**WORK INSTRUCTION:** Return all lines in the data where the string "encoder" can be found.

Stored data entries

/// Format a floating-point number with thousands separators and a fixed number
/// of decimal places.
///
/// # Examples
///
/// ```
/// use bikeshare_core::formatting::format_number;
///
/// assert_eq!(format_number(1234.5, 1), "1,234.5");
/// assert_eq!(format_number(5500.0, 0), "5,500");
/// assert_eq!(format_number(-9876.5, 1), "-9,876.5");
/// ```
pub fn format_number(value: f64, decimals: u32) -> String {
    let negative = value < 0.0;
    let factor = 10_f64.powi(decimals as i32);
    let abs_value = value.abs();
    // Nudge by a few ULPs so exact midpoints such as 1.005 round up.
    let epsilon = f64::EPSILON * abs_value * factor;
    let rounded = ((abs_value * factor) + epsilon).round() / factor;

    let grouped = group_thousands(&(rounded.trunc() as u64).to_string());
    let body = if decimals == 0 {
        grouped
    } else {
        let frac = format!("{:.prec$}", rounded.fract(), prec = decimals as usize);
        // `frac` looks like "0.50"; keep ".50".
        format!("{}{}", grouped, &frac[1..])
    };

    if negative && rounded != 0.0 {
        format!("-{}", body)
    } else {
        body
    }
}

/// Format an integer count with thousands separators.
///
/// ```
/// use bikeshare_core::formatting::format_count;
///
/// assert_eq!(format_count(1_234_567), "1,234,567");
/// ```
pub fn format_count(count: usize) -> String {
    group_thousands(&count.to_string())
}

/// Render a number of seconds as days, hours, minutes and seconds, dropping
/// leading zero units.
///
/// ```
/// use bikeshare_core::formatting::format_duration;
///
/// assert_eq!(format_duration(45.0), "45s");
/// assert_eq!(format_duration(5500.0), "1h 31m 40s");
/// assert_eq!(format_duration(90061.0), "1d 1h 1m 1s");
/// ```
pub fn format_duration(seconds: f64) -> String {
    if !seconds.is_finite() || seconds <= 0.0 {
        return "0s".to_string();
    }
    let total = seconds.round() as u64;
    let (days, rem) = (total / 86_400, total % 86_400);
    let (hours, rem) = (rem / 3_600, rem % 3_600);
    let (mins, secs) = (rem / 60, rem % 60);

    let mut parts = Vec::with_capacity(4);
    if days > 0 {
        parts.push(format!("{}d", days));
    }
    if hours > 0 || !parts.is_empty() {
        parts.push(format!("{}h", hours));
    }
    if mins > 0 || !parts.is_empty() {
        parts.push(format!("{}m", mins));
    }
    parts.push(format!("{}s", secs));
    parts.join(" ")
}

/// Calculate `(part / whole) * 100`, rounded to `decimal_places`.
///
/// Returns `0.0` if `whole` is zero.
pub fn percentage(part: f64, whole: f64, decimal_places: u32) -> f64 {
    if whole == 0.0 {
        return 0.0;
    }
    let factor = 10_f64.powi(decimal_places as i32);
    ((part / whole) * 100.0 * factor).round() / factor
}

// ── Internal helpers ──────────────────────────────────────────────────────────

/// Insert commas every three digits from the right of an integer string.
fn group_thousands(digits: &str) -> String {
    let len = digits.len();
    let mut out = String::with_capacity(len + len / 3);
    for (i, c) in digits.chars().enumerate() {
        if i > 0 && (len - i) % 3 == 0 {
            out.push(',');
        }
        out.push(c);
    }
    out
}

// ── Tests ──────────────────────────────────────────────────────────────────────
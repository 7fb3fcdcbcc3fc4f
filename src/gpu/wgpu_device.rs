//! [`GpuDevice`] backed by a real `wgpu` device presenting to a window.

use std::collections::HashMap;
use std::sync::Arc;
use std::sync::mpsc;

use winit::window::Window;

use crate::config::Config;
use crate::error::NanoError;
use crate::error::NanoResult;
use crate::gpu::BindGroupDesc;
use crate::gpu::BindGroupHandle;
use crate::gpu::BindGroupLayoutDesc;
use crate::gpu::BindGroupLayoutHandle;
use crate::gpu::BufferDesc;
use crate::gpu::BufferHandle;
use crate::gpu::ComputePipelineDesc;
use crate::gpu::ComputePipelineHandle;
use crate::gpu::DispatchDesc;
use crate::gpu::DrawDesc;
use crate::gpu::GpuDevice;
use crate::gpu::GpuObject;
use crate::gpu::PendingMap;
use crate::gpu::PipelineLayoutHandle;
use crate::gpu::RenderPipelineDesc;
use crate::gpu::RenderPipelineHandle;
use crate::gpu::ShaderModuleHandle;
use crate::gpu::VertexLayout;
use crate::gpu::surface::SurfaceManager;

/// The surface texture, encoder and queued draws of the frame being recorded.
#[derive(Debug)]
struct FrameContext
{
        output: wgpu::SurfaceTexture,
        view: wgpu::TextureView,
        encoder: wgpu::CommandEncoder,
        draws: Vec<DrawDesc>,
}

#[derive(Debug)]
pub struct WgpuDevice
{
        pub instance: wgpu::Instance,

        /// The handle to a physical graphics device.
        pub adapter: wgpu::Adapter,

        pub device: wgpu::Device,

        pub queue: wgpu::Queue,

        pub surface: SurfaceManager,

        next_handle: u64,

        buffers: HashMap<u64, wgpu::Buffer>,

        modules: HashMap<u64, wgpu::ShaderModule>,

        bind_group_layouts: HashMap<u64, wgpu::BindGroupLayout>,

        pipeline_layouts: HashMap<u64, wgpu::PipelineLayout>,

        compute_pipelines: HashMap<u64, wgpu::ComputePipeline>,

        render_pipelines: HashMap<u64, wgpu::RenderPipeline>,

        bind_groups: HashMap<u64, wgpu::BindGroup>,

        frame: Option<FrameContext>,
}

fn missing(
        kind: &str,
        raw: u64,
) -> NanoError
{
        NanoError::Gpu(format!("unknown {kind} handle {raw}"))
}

**OUTPUT:**
/// The surface texture, encoder and queued draws of the frame being recorded.
        encoder: wgpu::CommandEncoder,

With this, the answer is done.